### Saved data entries

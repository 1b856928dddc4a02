//! View projection

use crate::app::state::SessionSnapshot;
use crate::render::markup::{parse_blocks, Block};

/// File name of the downloadable log artifact
pub const LOGS_FILE_NAME: &str = "logs.txt";

pub const SUCCESS_HEADING: &str = "Success!";
pub const SUCCESS_MESSAGE: &str = "Your Image has been created and Containerized successfully.";
pub const LINK_LABEL: &str = "Docker Image URL";
pub const GENERATE_LABEL: &str = "Generate Solution";
pub const GENERATING_LABEL: &str = "Generating Solution...";

/// Everything shown for one snapshot; regions are independent
#[derive(Debug, Clone, PartialEq, Eq)]
pub struct View {
    pub success: Option<SuccessRegion>,
    pub logs: Option<LogRegion>,
    pub error: Option<ErrorRegion>,
}

#[derive(Debug, Clone, PartialEq, Eq)]
pub struct SuccessRegion {
    pub heading: &'static str,
    pub message: &'static str,
    pub links: Vec<Link>,
}

#[derive(Debug, Clone, PartialEq, Eq)]
pub struct Link {
    pub label: &'static str,
    pub url: String,
}

#[derive(Debug, Clone, PartialEq, Eq)]
pub struct LogRegion {
    pub lines: Vec<String>,
    pub download: LogArtifact,
}

/// The "download all logs" artifact
#[derive(Debug, Clone, PartialEq, Eq)]
pub struct LogArtifact {
    pub file_name: &'static str,
    pub contents: String,
}

#[derive(Debug, Clone, PartialEq, Eq)]
pub struct ErrorRegion {
    pub message: String,
    pub action: SolutionAction,
    pub solution: Option<Vec<Block>>,
}

#[derive(Debug, Clone, PartialEq, Eq)]
pub struct SolutionAction {
    pub label: &'static str,
    pub enabled: bool,
}

/// Log lines joined with newlines, nothing appended
pub fn export_logs(lines: &[String]) -> LogArtifact {
    LogArtifact {
        file_name: LOGS_FILE_NAME,
        contents: lines.join("\n"),
    }
}

/// Project a snapshot into its view
pub fn render(snapshot: &SessionSnapshot) -> View {
    let success = snapshot.urls().map(|urls| SuccessRegion {
        heading: SUCCESS_HEADING,
        message: SUCCESS_MESSAGE,
        links: urls
            .iter()
            .flatten()
            .filter(|url| !url.is_empty())
            .map(|url| Link {
                label: LINK_LABEL,
                url: url.clone(),
            })
            .collect(),
    });

    let logs = snapshot.show_logs.then(|| LogRegion {
        lines: snapshot.logs.clone(),
        download: export_logs(&snapshot.logs),
    });

    let error = snapshot.error().map(|message| {
        let in_progress = snapshot.remediation.in_progress;
        ErrorRegion {
            message,
            action: SolutionAction {
                label: if in_progress { GENERATING_LABEL } else { GENERATE_LABEL },
                enabled: !in_progress,
            },
            solution: snapshot
                .remediation
                .text
                .as_deref()
                .filter(|text| !text.is_empty())
                .map(parse_blocks),
        }
    });

    View {
        success,
        logs,
        error,
    }
}
//! Log collector worker
//!
//! Sole appender of the session log buffer. Drops keep-alive lines and closes
//! the stream exactly once when it stops.

use std::future::Future;
use std::pin::Pin;
use std::sync::Arc;

use tracing::{debug, info, trace};

use crate::app::log_buffer::LogBuffer;
use crate::workers::log_stream::LogStream;

/// Marker the build service uses for keep-alive lines
pub const HEARTBEAT_MARKER: &str = "Heartbeat";

pub fn is_heartbeat(line: &str) -> bool {
    line.contains(HEARTBEAT_MARKER)
}

/// Run the collector until shutdown or until the stream ends
pub async fn run(
    mut stream: LogStream,
    buffer: Arc<LogBuffer>,
    mut shutdown_signal: Pin<Box<dyn Future<Output = ()> + Send>>,
) {
    info!("Log collector starting...");

    loop {
        tokio::select! {
            _ = &mut shutdown_signal => {
                info!("Log collector shutting down...");
                break;
            }
            line = stream.next_line() => match line {
                Some(line) if is_heartbeat(&line) => {
                    trace!("Heartbeat received");
                }
                Some(line) => {
                    debug!("Log received: {}", line);
                    buffer.append(line).await;
                }
                None => {
                    info!("Log stream ended");
                    break;
                }
            }
        }
    }

    stream.close().await;
}
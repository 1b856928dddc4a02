//! Build client tests against the fake build service

use axum::http::StatusCode;
use serde_json::json;

use buildrun::app::options::BackendOptions;
use buildrun::http::client::{BuildClient, BuildService, SubmitError, GENERIC_SERVER_ERROR};

use crate::common::{build_request, FakeBuildService, Reply};

fn client_for(base_url: &str) -> BuildClient {
    BuildClient::new(&BackendOptions {
        base_url: base_url.to_string(),
        ..Default::default()
    })
    .unwrap()
}

#[tokio::test]
async fn test_success_returns_urls_and_sends_all_fields() {
    let service = FakeBuildService::start(
        Reply::json(
            StatusCode::OK,
            json!({"urls": ["http://localhost:8080", null, "http://localhost:8081"]}),
        ),
        &[],
    )
    .await;

    let urls = client_for(&service.base_url)
        .build_and_run(build_request())
        .await
        .unwrap();
    assert_eq!(
        urls,
        vec![
            Some("http://localhost:8080".to_string()),
            None,
            Some("http://localhost:8081".to_string()),
        ]
    );

    let fields = service.received();
    let names: Vec<_> = fields.iter().map(|f| f.name.as_str()).collect();
    assert_eq!(names, vec!["Dockerfile", "zip_file", "image_name", "endpoint"]);

    assert_eq!(fields[0].file_name.as_deref(), Some("Dockerfile"));
    assert_eq!(fields[0].data, b"FROM alpine\nCMD [\"sh\"]\n".to_vec());
    assert_eq!(fields[1].file_name.as_deref(), Some("app.zip"));
    assert_eq!(fields[1].data, vec![0x50, 0x4b, 0x03, 0x04]);
    assert_eq!(fields[2].data, b"web".to_vec());
    assert_eq!(fields[3].data, b"8080".to_vec());
}

#[tokio::test]
async fn test_error_payload_shown_verbatim() {
    let service = FakeBuildService::start(
        Reply::json(
            StatusCode::INTERNAL_SERVER_ERROR,
            json!({"error": "Docker build failed: COPY failed: no source files", "status": 500}),
        ),
        &[],
    )
    .await;

    let result = client_for(&service.base_url).build_and_run(build_request()).await;
    assert_eq!(
        result,
        Err(SubmitError::Server(
            "Docker build failed: COPY failed: no source files".to_string()
        ))
    );
}

#[tokio::test]
async fn test_error_payload_without_error_field() {
    let service = FakeBuildService::start(
        Reply::json(
            StatusCode::BAD_REQUEST,
            json!({"message": "image_name is required", "status": 400}),
        ),
        &[],
    )
    .await;

    let result = client_for(&service.base_url).build_and_run(build_request()).await;
    assert_eq!(result, Err(SubmitError::Server(GENERIC_SERVER_ERROR.to_string())));
}

#[tokio::test]
async fn test_non_json_error_body() {
    let service =
        FakeBuildService::start(Reply::text(StatusCode::BAD_GATEWAY, "Bad Gateway"), &[]).await;

    let result = client_for(&service.base_url).build_and_run(build_request()).await;
    assert_eq!(result, Err(SubmitError::Server(GENERIC_SERVER_ERROR.to_string())));
}

#[tokio::test]
async fn test_malformed_success_body() {
    let service = FakeBuildService::start(Reply::text(StatusCode::OK, "done"), &[]).await;

    let result = client_for(&service.base_url).build_and_run(build_request()).await;
    assert_eq!(result, Err(SubmitError::Server(GENERIC_SERVER_ERROR.to_string())));
}

#[tokio::test]
async fn test_unreachable_service_is_no_response() {
    let listener = tokio::net::TcpListener::bind("127.0.0.1:0").await.unwrap();
    let addr = listener.local_addr().unwrap();
    drop(listener);

    let result = client_for(&format!("http://{}/api/v1", addr))
        .build_and_run(build_request())
        .await;
    assert_eq!(result, Err(SubmitError::NoResponse));
    assert_eq!(
        result.unwrap_err().to_string(),
        "No response received from the server. Please try again later."
    );
}

#[tokio::test]
async fn test_unsendable_request_is_send_failure() {
    let result = client_for("http://[::1/api/v1")
        .build_and_run(build_request())
        .await;
    assert_eq!(result, Err(SubmitError::SendFailed));
    assert_eq!(
        result.unwrap_err().to_string(),
        "An error occurred while sending the request. Please try again."
    );
}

### EXERCISE
In the entries above, which lines hold the string "names"? Report all of them.

### TASK OUTPUT
    let names: Vec<_> = fields.iter().map(|f| f.name.as_str()).collect();
    assert_eq!(names, vec!["Dockerfile", "zip_file", "image_name", "endpoint"]);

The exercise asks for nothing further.